## Collected data entries
- Opening Delimiter -

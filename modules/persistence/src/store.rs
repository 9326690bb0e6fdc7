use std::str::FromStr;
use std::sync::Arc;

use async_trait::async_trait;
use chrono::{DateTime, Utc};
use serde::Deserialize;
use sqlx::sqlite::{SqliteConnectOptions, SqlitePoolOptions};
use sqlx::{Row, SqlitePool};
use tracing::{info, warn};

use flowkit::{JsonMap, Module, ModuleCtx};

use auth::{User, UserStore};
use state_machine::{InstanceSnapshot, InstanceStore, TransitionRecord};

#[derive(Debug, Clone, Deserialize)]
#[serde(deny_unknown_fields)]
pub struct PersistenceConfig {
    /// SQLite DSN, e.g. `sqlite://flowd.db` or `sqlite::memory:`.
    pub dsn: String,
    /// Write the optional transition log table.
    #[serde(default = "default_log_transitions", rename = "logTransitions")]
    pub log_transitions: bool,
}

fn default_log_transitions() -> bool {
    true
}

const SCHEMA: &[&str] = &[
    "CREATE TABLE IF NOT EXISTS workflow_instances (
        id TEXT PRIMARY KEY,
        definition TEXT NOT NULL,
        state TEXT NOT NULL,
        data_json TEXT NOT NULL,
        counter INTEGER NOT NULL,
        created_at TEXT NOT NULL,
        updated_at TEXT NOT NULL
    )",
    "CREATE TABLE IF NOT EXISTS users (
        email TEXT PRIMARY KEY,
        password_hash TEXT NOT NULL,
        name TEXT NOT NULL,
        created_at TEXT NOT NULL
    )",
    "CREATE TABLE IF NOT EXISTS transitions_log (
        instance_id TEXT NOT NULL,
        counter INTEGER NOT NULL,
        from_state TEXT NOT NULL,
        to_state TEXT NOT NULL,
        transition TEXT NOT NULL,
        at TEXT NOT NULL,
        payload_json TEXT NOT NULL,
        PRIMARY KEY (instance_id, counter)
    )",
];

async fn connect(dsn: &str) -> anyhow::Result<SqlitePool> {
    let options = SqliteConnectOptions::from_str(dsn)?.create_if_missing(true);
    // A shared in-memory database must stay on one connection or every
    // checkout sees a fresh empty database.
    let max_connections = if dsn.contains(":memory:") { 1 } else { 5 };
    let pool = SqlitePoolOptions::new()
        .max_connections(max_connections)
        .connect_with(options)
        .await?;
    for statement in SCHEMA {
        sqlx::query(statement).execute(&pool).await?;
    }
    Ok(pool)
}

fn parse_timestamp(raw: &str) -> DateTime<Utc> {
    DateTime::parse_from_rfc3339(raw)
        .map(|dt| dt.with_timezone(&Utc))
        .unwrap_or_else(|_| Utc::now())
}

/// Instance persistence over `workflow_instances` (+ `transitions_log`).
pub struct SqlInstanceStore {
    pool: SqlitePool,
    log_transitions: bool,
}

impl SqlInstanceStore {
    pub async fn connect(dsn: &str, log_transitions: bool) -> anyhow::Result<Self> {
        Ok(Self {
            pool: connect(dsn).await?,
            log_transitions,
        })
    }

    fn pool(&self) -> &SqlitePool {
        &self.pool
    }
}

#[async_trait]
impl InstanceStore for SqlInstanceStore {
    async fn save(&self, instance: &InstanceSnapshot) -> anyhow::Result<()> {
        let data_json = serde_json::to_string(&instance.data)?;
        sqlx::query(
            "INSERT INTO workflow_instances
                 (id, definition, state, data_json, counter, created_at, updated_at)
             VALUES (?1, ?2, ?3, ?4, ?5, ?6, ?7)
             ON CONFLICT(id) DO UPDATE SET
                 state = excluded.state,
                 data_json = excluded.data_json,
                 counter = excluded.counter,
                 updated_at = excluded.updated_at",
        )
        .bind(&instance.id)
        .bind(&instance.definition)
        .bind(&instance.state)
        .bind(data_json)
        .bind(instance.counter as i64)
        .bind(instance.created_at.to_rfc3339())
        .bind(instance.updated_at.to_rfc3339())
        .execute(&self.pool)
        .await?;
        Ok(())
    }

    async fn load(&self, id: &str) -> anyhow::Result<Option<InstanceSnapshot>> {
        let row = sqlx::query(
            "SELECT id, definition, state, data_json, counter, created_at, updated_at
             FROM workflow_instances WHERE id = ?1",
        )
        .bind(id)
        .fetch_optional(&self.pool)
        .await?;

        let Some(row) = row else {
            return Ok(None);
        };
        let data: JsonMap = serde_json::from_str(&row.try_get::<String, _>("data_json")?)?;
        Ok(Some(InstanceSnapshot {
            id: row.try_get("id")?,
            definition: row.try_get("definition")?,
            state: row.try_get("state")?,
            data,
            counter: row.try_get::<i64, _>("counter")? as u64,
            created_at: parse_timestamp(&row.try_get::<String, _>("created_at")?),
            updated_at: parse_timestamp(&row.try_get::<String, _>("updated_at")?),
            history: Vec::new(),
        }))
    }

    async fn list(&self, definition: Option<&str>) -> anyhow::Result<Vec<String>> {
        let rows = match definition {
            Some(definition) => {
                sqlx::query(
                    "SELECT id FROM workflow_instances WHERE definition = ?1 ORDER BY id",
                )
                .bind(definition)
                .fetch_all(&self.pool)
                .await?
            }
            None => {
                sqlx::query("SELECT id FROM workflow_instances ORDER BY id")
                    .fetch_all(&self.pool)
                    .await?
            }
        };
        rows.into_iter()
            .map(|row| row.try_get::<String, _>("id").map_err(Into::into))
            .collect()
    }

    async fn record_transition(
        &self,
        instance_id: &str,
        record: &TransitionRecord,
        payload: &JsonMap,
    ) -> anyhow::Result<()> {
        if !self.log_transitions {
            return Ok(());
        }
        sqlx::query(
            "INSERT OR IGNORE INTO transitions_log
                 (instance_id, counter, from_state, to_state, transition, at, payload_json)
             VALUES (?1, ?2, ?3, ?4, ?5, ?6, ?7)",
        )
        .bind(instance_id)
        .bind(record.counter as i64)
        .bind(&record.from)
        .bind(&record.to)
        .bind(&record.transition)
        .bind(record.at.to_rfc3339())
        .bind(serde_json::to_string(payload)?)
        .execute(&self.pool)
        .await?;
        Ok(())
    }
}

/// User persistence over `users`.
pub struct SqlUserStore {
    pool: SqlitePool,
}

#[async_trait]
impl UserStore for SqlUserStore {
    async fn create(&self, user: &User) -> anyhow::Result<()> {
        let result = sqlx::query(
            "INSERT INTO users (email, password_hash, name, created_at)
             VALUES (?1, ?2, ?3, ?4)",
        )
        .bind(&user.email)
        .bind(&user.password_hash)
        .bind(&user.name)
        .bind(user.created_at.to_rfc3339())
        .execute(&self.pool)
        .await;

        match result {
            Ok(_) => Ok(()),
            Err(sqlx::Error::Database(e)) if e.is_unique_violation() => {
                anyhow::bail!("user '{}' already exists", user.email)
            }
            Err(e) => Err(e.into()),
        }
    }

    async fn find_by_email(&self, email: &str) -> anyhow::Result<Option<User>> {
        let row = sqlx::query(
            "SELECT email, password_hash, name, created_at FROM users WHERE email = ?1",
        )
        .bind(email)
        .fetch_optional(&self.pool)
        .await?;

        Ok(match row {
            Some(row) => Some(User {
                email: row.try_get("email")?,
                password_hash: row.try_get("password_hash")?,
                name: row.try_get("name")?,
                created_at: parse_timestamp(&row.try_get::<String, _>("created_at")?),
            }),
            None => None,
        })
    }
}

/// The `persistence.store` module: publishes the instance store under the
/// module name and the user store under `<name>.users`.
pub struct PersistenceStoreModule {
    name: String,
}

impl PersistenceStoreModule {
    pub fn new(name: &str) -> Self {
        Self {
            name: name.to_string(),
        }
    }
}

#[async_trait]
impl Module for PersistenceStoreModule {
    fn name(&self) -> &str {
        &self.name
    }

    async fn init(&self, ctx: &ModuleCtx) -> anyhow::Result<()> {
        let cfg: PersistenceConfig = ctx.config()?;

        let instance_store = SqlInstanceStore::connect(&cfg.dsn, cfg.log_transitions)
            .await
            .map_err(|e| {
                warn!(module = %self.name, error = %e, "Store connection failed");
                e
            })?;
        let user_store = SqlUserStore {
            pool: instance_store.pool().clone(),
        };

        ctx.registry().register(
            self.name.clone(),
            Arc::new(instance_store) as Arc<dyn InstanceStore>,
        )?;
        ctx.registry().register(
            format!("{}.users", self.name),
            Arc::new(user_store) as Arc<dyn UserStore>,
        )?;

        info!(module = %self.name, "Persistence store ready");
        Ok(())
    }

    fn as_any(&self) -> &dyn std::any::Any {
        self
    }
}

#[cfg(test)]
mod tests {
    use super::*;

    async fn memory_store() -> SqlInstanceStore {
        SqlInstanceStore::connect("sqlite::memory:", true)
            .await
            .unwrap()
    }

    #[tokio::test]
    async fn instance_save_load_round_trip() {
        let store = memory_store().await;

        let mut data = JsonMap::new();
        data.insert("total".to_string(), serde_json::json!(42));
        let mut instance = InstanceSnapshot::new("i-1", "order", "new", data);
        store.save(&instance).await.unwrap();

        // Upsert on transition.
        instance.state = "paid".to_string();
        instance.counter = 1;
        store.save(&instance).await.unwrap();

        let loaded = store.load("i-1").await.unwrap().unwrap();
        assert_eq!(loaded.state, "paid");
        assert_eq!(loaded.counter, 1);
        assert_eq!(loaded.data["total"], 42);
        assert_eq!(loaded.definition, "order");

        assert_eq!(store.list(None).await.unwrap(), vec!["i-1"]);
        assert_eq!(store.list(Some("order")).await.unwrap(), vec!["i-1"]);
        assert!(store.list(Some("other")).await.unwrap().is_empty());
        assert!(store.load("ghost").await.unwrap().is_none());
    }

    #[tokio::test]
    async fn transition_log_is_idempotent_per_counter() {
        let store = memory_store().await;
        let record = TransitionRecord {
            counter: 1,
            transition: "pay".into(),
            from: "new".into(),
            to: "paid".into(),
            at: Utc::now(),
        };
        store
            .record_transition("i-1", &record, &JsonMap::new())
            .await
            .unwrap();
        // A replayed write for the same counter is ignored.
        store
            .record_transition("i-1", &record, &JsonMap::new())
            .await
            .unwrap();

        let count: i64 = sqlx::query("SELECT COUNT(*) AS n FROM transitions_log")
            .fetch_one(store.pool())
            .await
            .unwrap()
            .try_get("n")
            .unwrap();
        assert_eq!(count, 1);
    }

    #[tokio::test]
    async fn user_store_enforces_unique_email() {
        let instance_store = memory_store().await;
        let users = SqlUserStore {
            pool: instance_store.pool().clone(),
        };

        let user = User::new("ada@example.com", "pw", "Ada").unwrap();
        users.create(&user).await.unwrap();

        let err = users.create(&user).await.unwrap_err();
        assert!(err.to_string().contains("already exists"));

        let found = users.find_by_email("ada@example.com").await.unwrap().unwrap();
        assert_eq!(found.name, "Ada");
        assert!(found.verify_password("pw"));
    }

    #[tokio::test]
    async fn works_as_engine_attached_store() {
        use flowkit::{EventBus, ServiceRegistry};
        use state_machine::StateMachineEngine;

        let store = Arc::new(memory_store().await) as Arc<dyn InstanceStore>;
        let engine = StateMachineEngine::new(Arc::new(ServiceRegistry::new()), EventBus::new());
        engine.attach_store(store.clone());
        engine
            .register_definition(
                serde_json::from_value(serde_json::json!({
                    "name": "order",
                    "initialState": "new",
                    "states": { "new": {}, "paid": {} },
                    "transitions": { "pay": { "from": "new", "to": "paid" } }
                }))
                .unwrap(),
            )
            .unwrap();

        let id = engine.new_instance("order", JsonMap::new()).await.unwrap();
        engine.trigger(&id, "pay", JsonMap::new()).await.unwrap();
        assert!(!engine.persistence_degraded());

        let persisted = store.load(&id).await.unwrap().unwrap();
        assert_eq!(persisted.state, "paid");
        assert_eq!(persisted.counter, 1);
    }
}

- Closing Delimiter -

## Exercise directions
Out of the preceding entries, pull each line that contains the word "PersistenceConfig".

## Response box
pub struct PersistenceConfig {
        let cfg: PersistenceConfig = ctx.config()?;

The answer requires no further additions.